In the entries that follow, find the line containing "Some(self.install(dish))"; from there, copy every line exactly through the line containing "pub fn ratings(&self)".

-- RECORDS TO PROCESS follows --

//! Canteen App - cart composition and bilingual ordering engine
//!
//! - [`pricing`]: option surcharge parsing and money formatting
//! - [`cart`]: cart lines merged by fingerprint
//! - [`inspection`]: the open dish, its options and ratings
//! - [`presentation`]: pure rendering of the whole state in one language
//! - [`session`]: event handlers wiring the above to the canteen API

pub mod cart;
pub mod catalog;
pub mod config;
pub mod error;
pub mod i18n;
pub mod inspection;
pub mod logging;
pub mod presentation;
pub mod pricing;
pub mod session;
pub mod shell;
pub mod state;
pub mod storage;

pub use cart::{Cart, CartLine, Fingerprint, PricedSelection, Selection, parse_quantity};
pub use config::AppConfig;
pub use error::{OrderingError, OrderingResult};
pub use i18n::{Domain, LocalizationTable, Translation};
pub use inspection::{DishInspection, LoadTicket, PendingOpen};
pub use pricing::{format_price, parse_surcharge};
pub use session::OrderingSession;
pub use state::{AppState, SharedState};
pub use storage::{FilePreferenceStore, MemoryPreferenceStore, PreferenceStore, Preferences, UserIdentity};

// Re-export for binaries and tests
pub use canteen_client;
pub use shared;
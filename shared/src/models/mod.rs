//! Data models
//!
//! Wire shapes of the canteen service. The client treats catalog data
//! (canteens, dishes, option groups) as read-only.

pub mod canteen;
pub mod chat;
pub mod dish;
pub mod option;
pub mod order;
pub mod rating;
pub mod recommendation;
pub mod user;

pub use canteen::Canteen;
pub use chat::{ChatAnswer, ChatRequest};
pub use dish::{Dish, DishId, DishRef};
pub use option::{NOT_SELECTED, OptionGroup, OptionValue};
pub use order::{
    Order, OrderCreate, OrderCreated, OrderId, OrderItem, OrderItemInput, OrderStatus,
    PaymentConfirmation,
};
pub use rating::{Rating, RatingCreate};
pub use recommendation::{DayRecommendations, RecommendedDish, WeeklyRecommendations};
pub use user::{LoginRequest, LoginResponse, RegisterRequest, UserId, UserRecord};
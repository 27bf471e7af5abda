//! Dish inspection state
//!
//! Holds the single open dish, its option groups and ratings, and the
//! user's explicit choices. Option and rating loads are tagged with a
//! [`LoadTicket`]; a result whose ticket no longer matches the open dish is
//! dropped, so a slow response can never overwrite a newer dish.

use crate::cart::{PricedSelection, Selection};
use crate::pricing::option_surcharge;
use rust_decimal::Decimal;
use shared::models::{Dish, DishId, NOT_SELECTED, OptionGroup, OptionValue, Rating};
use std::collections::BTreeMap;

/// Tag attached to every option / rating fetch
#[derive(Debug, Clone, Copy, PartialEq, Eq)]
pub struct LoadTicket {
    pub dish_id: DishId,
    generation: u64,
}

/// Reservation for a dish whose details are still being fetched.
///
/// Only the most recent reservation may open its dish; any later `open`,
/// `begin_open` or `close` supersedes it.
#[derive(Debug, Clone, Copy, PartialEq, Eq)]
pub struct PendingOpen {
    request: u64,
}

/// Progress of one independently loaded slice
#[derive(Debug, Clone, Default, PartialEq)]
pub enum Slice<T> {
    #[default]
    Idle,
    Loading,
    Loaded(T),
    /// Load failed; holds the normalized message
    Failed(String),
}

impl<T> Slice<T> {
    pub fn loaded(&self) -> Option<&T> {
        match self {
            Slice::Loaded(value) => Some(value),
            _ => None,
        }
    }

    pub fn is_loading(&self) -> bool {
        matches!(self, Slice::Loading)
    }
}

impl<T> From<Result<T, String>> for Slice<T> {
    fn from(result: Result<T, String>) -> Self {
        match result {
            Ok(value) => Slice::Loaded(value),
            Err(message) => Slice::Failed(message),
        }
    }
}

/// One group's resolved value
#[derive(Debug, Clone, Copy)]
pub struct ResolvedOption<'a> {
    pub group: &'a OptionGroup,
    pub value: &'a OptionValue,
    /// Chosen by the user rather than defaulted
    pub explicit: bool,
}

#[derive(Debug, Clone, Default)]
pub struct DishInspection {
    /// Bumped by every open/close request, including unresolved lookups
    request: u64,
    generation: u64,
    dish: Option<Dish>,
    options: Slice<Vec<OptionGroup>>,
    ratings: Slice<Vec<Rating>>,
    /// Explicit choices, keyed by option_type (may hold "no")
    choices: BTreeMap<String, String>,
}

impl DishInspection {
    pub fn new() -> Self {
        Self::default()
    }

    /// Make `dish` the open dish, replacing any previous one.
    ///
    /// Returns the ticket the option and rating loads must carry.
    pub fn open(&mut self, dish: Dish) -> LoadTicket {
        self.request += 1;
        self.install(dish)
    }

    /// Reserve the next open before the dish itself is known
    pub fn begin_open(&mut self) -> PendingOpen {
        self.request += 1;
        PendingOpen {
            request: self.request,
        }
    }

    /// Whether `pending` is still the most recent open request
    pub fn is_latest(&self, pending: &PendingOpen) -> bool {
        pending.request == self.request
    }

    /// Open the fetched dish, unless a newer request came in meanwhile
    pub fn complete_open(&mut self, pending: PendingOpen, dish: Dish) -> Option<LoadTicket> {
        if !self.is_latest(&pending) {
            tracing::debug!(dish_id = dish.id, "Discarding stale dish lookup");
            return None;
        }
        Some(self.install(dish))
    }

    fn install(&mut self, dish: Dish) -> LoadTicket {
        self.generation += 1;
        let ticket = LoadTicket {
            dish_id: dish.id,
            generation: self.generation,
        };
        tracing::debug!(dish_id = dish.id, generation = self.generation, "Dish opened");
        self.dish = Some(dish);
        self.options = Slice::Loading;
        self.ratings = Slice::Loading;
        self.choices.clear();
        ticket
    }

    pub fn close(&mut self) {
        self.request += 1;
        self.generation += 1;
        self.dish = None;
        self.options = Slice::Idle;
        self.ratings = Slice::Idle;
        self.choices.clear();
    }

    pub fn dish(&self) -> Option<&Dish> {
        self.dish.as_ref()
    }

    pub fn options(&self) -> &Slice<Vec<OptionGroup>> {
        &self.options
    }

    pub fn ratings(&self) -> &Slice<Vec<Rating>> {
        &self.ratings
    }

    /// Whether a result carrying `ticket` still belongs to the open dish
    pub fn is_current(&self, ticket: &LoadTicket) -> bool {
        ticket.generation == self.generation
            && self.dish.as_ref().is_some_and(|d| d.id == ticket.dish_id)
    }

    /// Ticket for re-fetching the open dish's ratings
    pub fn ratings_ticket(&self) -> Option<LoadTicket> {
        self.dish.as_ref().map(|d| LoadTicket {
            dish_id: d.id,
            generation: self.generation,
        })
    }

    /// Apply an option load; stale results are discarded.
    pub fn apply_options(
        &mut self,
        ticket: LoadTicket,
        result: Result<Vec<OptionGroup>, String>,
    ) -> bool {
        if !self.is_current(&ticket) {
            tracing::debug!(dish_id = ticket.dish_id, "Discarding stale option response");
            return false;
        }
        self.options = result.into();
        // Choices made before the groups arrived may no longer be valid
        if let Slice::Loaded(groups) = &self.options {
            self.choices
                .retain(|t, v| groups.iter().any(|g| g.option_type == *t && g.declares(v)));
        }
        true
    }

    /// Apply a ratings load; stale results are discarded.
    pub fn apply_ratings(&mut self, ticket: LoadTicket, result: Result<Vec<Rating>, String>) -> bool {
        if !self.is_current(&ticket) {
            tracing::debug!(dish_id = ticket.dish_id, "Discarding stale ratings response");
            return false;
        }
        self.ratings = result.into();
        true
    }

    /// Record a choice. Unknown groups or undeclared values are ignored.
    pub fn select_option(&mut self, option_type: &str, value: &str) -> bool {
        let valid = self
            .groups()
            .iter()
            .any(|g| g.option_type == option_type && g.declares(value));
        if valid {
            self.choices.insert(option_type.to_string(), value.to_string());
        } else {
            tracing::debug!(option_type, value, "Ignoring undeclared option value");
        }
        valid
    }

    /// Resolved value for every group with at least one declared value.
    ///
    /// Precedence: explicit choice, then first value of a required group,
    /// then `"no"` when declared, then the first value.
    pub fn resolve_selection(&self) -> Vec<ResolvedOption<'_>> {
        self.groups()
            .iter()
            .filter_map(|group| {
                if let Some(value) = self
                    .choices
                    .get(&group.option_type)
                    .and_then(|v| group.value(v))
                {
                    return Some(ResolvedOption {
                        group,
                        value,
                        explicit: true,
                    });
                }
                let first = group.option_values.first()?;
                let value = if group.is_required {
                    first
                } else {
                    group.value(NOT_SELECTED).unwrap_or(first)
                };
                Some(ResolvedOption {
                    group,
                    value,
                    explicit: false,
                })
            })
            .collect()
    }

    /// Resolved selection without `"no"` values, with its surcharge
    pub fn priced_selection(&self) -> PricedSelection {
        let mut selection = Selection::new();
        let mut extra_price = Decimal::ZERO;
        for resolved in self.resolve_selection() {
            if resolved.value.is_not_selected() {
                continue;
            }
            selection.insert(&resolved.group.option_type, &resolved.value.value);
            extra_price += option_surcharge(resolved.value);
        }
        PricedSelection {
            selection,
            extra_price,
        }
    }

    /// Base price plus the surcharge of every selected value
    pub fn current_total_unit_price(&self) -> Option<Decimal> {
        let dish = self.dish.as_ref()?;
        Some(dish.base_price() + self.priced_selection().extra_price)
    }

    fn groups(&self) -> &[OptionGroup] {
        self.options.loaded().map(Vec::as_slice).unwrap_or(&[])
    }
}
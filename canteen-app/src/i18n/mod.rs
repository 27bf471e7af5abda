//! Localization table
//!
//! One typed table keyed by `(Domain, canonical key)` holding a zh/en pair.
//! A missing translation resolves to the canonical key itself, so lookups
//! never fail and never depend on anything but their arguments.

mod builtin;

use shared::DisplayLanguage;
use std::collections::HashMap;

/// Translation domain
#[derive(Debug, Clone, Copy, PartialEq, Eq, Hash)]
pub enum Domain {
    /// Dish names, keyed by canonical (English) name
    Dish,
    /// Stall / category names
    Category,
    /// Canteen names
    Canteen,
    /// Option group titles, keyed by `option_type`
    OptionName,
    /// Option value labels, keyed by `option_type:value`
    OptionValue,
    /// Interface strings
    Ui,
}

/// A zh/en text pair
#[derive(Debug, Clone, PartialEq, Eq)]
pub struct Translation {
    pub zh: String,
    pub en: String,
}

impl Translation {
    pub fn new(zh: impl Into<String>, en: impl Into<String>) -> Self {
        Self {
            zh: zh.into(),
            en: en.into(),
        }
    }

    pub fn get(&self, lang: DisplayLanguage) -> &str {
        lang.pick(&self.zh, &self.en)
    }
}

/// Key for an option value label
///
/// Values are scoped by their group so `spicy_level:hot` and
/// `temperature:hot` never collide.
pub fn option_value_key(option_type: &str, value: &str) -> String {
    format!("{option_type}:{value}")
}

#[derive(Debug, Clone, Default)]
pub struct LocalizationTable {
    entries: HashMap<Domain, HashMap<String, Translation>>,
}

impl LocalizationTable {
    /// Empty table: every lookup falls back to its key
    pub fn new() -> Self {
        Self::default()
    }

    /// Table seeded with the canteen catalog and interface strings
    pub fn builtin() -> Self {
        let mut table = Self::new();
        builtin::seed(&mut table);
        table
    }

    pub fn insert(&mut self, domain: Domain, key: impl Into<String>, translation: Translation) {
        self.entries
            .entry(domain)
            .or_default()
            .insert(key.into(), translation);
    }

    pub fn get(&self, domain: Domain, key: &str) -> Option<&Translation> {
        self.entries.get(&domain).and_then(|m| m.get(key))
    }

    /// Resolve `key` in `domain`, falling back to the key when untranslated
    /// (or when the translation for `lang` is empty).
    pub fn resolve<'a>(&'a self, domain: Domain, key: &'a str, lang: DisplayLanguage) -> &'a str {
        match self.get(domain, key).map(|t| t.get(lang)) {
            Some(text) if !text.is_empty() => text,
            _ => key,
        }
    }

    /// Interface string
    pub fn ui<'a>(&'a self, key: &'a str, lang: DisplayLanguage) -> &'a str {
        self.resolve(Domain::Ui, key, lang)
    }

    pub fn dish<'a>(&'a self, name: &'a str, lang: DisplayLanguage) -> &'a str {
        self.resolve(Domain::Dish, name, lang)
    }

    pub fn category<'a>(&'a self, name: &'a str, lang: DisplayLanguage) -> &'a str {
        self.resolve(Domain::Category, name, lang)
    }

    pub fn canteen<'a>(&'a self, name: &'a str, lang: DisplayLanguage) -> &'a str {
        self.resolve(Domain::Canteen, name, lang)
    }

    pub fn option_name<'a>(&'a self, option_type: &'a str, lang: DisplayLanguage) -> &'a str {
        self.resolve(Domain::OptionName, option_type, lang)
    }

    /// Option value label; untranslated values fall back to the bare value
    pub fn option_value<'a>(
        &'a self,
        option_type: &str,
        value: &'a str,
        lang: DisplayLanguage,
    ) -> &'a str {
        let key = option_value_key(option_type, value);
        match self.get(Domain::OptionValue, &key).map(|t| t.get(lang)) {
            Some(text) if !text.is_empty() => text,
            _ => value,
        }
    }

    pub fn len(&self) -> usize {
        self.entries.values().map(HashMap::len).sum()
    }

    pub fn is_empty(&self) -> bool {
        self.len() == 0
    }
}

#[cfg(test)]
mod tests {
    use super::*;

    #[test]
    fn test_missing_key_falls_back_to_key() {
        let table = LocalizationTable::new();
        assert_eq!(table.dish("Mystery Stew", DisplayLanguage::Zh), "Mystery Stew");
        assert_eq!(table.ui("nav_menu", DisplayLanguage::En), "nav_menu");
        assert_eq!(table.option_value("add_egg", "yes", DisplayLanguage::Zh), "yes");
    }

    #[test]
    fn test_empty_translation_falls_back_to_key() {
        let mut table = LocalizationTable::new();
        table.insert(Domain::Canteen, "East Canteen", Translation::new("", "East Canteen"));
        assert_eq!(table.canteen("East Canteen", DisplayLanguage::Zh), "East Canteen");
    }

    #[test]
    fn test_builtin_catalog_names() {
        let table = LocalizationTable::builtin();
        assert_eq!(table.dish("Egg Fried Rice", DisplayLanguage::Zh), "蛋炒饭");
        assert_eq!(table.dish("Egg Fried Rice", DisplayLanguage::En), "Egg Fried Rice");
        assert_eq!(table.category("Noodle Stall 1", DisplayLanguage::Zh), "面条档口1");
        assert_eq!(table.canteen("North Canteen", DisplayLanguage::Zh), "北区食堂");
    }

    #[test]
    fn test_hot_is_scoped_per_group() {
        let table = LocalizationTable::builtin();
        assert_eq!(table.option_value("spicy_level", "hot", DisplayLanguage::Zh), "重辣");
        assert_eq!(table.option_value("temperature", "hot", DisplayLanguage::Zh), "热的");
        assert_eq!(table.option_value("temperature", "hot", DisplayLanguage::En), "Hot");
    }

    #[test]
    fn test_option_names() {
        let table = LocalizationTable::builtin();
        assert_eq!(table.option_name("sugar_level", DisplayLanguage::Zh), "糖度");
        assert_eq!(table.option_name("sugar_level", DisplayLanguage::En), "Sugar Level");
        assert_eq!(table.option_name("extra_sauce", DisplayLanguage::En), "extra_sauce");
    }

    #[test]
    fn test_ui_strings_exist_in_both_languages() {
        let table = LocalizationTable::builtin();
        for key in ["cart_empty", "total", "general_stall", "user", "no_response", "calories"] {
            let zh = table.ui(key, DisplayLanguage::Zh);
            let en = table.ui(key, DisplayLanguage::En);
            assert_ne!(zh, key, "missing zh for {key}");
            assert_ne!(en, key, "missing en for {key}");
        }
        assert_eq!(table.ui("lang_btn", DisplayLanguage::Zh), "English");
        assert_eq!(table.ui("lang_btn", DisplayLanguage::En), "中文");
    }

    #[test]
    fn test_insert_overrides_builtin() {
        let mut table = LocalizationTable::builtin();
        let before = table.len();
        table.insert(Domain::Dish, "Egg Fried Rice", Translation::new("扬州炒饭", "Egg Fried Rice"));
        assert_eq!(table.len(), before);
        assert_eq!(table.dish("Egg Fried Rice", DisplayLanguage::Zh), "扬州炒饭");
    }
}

-- RECORDS TO PROCESS concluded --

▸ **EXERCISE SOLUTION**
        Some(self.install(dish))
    }

    fn install(&mut self, dish: Dish) -> LoadTicket {
        self.generation += 1;
        let ticket = LoadTicket {
            dish_id: dish.id,
            generation: self.generation,
        };
        tracing::debug!(dish_id = dish.id, generation = self.generation, "Dish opened");
        self.dish = Some(dish);
        self.options = Slice::Loading;
        self.ratings = Slice::Loading;
        self.choices.clear();
        ticket
    }

    pub fn close(&mut self) {
        self.request += 1;
        self.generation += 1;
        self.dish = None;
        self.options = Slice::Idle;
        self.ratings = Slice::Idle;
        self.choices.clear();
    }

    pub fn dish(&self) -> Option<&Dish> {
        self.dish.as_ref()
    }

    pub fn options(&self) -> &Slice<Vec<OptionGroup>> {
        &self.options
    }

    pub fn ratings(&self) -> &Slice<Vec<Rating>> {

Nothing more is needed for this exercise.